During his first-ever address before the United Nations General Assembly on Tuesday, Donald Trump repeated an insult he initially tweeted at North Korea’s Kim Jong-un over the weekend. “Rocket man is on a suicide mission for himself and his regime,” the president told the assembly. “The United States is ready, willing and able, but hopefully this will not be necessary.” This led a rather verbose statement from the North Korean leader Thursday night, and a subsequent Twitter rant by Trump the following morning. According to a Los Angeles Times report, however, this could have all been avoided.
Per two U.S. officials familiar with the contents of Trump’s written speech, the phrases “Rocket Man on a suicide mission” and “totally destroy” were not in the original remarks senior White House staffers and advisers reviewed and vetted on Monday. To make matters worse, National Security Advisor H.R. McMaster and many others “had argued for months against making the attacks on North Korea’s leader personal.” They worried doing so would surely “backfire” due to the volatile nature of Trump’s target:
A detailed CIA psychological profile of Kim, who is in his early 30s and took power in late 2011, assesses that Kim has a massive ego and reacts harshly and sometimes lethally to insults and perceived slights.
It also says that the dynastic leader — Kim is the grandson of the communist country’s founder, Kim Il Sung, and son of its next leader, Kim Jong Il — views himself as inseparable from the North Korean state.

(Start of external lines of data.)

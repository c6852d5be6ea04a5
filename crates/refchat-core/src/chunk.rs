//! Sentence-aware, word-bounded text chunker.
//!
//! Splits cleaned document text into [`TextChunk`]s holding at most
//! `chunk_size` words. Boundaries fall between sentences whenever possible
//! and always on whitespace, never inside a word.
//!
//! # Algorithm
//!
//! 1. Normalize whitespace with [`clean_text`] so that chunk text is the
//!    exact space-joined sequence of its words.
//! 2. Group words into sentences. A sentence ends after a word whose last
//!    character (ignoring closing quotes and brackets) is `.`, `!` or `?`.
//! 3. Accumulate sentences into a buffer until the next sentence would push
//!    the buffer past `chunk_size` words, then flush.
//! 4. A single sentence longer than `chunk_size` is handled per
//!    [`OversizePolicy`]: kept whole as one oversized chunk, or hard-split
//!    at word boundaries.
//! 5. Empty or whitespace-only input yields no chunks.
//!
//! Each chunk carries a SHA-256 hash of its text so the retriever can reuse
//! the embedding of an unchanged chunk.
//!
//! # Example
//!
//! ```rust
//! use refchat_core::chunk::{Chunker, OversizePolicy};
//!
//! let chunker = Chunker::new(2, OversizePolicy::Keep).unwrap();
//! let chunks = chunker.chunk("Alpha beta gamma. Delta epsilon.");
//! assert_eq!(chunks.len(), 2);
//! assert_eq!(chunks[0].text, "Alpha beta gamma.");
//! assert_eq!(chunks[1].text, "Delta epsilon.");
//! ```

use serde::Deserialize;
use sha2::{Digest, Sha256};

use crate::error::{Error, Result};
use crate::models::TextChunk;

/// Default chunk size in words.
pub const DEFAULT_CHUNK_SIZE_WORDS: usize = 500;

/// What to do with a sentence that alone exceeds the chunk size.
#[derive(Debug, Clone, Copy, PartialEq, Eq, Default, Deserialize)]
#[serde(rename_all = "lowercase")]
pub enum OversizePolicy {
    /// Emit the sentence as one oversized chunk.
    #[default]
    Keep,
    /// Hard-split the sentence into pieces of `chunk_size` words.
    Split,
}

/// Deterministic word-count chunker.
#[derive(Debug, Clone, Copy, PartialEq, Eq)]
pub struct Chunker {
    chunk_size: usize,
    oversize: OversizePolicy,
}

impl Default for Chunker {
    fn default() -> Self {
        Self {
            chunk_size: DEFAULT_CHUNK_SIZE_WORDS,
            oversize: OversizePolicy::Keep,
        }
    }
}

impl Chunker {
    /// Create a chunker. `chunk_size` is in words and must be > 0.
    pub fn new(chunk_size: usize, oversize: OversizePolicy) -> Result<Self> {
        if chunk_size == 0 {
            return Err(Error::validation("chunk size must be > 0"));
        }
        Ok(Self {
            chunk_size,
            oversize,
        })
    }

    pub fn chunk_size(&self) -> usize {
        self.chunk_size
    }

    /// Split `text` into chunks with contiguous indices `0..N`.
    ///
    /// # Guarantees
    ///
    /// - The words of all chunks, in order, are exactly the words of `text`.
    /// - Identical input always yields identical chunks.
    /// - Whitespace-only input yields an empty vector.
    pub fn chunk(&self, text: &str) -> Vec<TextChunk> {
        let words: Vec<&str> = text.split_whitespace().collect();
        if words.is_empty() {
            return Vec::new();
        }

        let mut pieces: Vec<&[&str]> = Vec::new();
        let mut start = 0usize;
        let mut len = 0usize;

        for (s_start, s_end) in sentence_spans(&words) {
            let sentence_len = s_end - s_start;

            if sentence_len > self.chunk_size {
                if len > 0 {
                    pieces.push(&words[start..start + len]);
                }
                match self.oversize {
                    OversizePolicy::Keep => pieces.push(&words[s_start..s_end]),
                    OversizePolicy::Split => {
                        pieces.extend(words[s_start..s_end].chunks(self.chunk_size));
                    }
                }
                start = s_end;
                len = 0;
                continue;
            }

            if len > 0 && len + sentence_len > self.chunk_size {
                pieces.push(&words[start..start + len]);
                start = s_start;
                len = 0;
            }
            if len == 0 {
                start = s_start;
            }
            len += sentence_len;
        }

        if len > 0 {
            pieces.push(&words[start..start + len]);
        }

        pieces
            .into_iter()
            .enumerate()
            .map(|(i, piece)| make_chunk(i, piece))
            .collect()
    }
}

/// Collapse every whitespace run (including non-breaking spaces) to a
/// single space and trim both ends.
pub fn clean_text(text: &str) -> String {
    text.split_whitespace().collect::<Vec<_>>().join(" ")
}

/// Number of whitespace-separated words in `text`.
pub fn word_count(text: &str) -> usize {
    text.split_whitespace().count()
}

/// Half-open `[start, end)` word ranges, one per sentence.
fn sentence_spans(words: &[&str]) -> Vec<(usize, usize)> {
    let mut spans = Vec::new();
    let mut start = 0;
    for (i, word) in words.iter().enumerate() {
        if ends_sentence(word) {
            spans.push((start, i + 1));
            start = i + 1;
        }
    }
    if start < words.len() {
        spans.push((start, words.len()));
    }
    spans
}

fn ends_sentence(word: &str) -> bool {
    word.trim_end_matches(['"', '\'', ')', ']', '}', '\u{201D}', '\u{2019}', '\u{00BB}'])
        .ends_with(['.', '!', '?', '\u{2026}'])
}

fn make_chunk(index: usize, words: &[&str]) -> TextChunk {
    let text = words.join(" ");
    let mut hasher = Sha256::new();
    hasher.update(text.as_bytes());
    let content_hash = format!("{:x}", hasher.finalize());

    TextChunk {
        chunk_index: index,
        word_count: words.len(),
        character_count: text.chars().count(),
        content_hash,
        text,
    }
}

Considering the highly charged nature and content of Kim’s response to Trump, it comes as no surprise that the figure described above would describe his attacker as “a mentally deranged U.S. dotard” whose threats must be met “with fire.” It’s also no surprise, frighteningly enough, that the North Korean leader and his administration are threatening to conduct a surface test of a hydrogen bomb in the Pacific.